You can compute the \(L^{DAD}\) in graspologic similarly to above, but with form="DAD":

L_dad = to_laplacian(A, form="DAD")
fig, axs = plt.subplots(1, 2, figsize=(12,6))

L_sym_ax = heatmap(L_sym, annot=True, linewidths=.1, cbar=False, title="Normalized Laplacian $L^{normalized}$", 
               xticklabels=True, yticklabels=True, ax=axs[0]);

L_sym_ax.tick_params(axis='y', labelrotation=360)


L_dad_ax = heatmap(L_dad, annot=True, linewidths=.1, cbar=False, title="DAD Laplacian $L^{DAD}$", 
               xticklabels=True, yticklabels=True, ax=axs[1]);

L_dad_ax.tick_params(axis='y', labelrotation=360)
../../_images/matrix-representations_23_0.png

3.1.3.3. The regularized Laplacian#

The regularized Laplacian is an adaptation of the DAD Laplacian you learned about in the previous section. As it turns out, when networks have degree matrices where some of the degrees are really, really small, the spectral clustering approach you will learn about in Section 5.3 is simply not going to perform very well. When we say it is not going to perform very well, what we mean is that the spectral clusterings are going to be extremely influenced by these nodes with really small node degrees. To overcome this hurdle, instead of using the DAD Laplacian, you can use the regularized Laplacian, defined extremely similarly to the DAD Laplacian, as:

\[\begin{align*} L^{rDAD}(\tau) &= D_\tau^{-\frac{1}{2}}A D_\tau^{-\frac{1}{2}} \end{align*}\]

Where \(\tau\) is a regularization constant which is greater than or equal to zero, and \(D_\tau = D + \tau I\). When we put \(\tau\) in parentheses here (that is, \((\tau)\)), all that we mean is that \(L^{rDAD}\) is a function of the particular regularization constant that you choose. Basically, what this is going to do is just “inflate” the diagonal elements of the degree matrix. So, if the degree for some of the nodes is extremely small, when we add a constant \(\tau\) to them, we can increase the degrees by \(\tau\). In effect, what this will do is make the nodes with really small degrees (which, like we said, might cause issues in the spectral clustering) a lot less impactful on the results that you obtain. Also, as you can see, if \(\tau = 0\), then \(L^{rDAD}(\tau) = L^{DAD}\). The regularized Laplacian is discussed at length in [6].

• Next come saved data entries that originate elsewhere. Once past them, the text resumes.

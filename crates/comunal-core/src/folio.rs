//! Folio allocation for new inhabitants.
//!
//! A remote service normally hands out folios. When it is not configured or
//! fails, the next local `HAB-NNNN` after the highest numeric suffix is used.

use tracing::warn;

pub const FOLIO_PREFIX: &str = "HAB-";

/// External folio service. Only consumed here; any error triggers the local
/// fallback.
pub trait FolioSource: Send + Sync {
    /// Existing folio for `name`, if the service knows the person.
    fn lookup(&self, name: &str) -> anyhow::Result<Option<String>>;
    /// Create a new folio for `name`.
    fn create(&self, name: &str) -> anyhow::Result<String>;
}

pub fn parse_folio_number(folio: &str) -> Option<u32> {
    folio.trim().strip_prefix(FOLIO_PREFIX)?.parse().ok()
}

pub fn next_local_folio<'a>(existing: impl IntoIterator<Item = &'a str>) -> String {
    let highest = existing
        .into_iter()
        .filter_map(parse_folio_number)
        .max()
        .unwrap_or(0);
    format!("{FOLIO_PREFIX}{:04}", highest.saturating_add(1))
}

pub fn allocate_folio<'a>(
    source: Option<&dyn FolioSource>,
    name: &str,
    existing: impl IntoIterator<Item = &'a str>,
) -> String {
    if let Some(source) = source {
        match source.lookup(name) {
            Ok(Some(folio)) => return folio,
            Ok(None) => match source.create(name) {
                Ok(folio) => return folio,
                Err(e) => warn!("folio service could not create folio, using local: {e:#}"),
            },
            Err(e) => warn!("folio service unavailable, using local: {e:#}"),
        }
    }
    next_local_folio(existing)
}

Let’s take a look at what \(L^{rDAD}(\tau)\) and \(L^{DAD}\) look like when we pick \(\tau\) to be \(1\). You can do this in graspologic using form="R-DAD", and then setting regularizer appropriately:

tau = 1
L_rdad = to_laplacian(A, form="R-DAD", regularizer=tau)
fig, axs = plt.subplots(1, 2, figsize=(12,6))


L_dad_ax = heatmap(L_dad, annot=True, linewidths=.1, cbar=False, title="DAD Laplacian $L^{DAD}$", 
               xticklabels=True, yticklabels=True, ax=axs[0]);

L_dad_ax.tick_params(axis='y', labelrotation=360)


L_dad_ax = heatmap(L_rdad, annot=True, linewidths=.1, cbar=False, title="regularized DAD Laplacian $L^{rDAD}(1)$", 
               xticklabels=True, yticklabels=True, ax=axs[1]);

L_dad_ax.tick_params(axis='y', labelrotation=360)
../../_images/matrix-representations_26_0.png

3.1.4. References#

1

Chris Godsil and Gordon Royle. Algebraic Graph Theory. Springer, New York, NY, USA, 2001. ISBN 978-1-4613-0163-9. URL: https://link.springer.com/book/10.1007/978-1-4613-0163-9.

2(1,2)

Fan Chung. Spectral Graph Theory. Volume 92. American Mathematical Society, December 1996. ISBN 978-0-8218-0315-8. doi:10.1090/cbms/092.

3

Jianxi Li, Ji-Ming Guo, and Wai Chee Shiu. Bounds on normalized Laplacian eigenvalues of graphs. J. Inequal. Appl., 2014(1):1–8, December 2014. doi:10.1186/1029-242X-2014-316.

4

Kamalika Chaudhuri, Fan Chung, and Alexander Tsiatas. Spectral Clustering of Graphs with General Degrees in the Extended Planted Partition Model. In Conference on Learning Theory, pages 35.1–35.23. JMLR Workshop and Conference Proceedings, June 2012. URL: https://proceedings.mlr.press/v23/chaudhuri12.html.

5

Arash A. Amini, Aiyou Chen, Peter J. Bickel, and Elizaveta Levina. Pseudo-likelihood methods for community detection in large sparse networks. arXiv, July 2012. arXiv:1207.2340, doi:10.1214/13-AOS1138.

6

Tai Qin and Karl Rohe. Regularized Spectral Clustering under the Degree-Corrected Stochastic Blockmodel. arXiv, September 2013. arXiv:1309.4111, doi:10.48550/arXiv.1309.4111.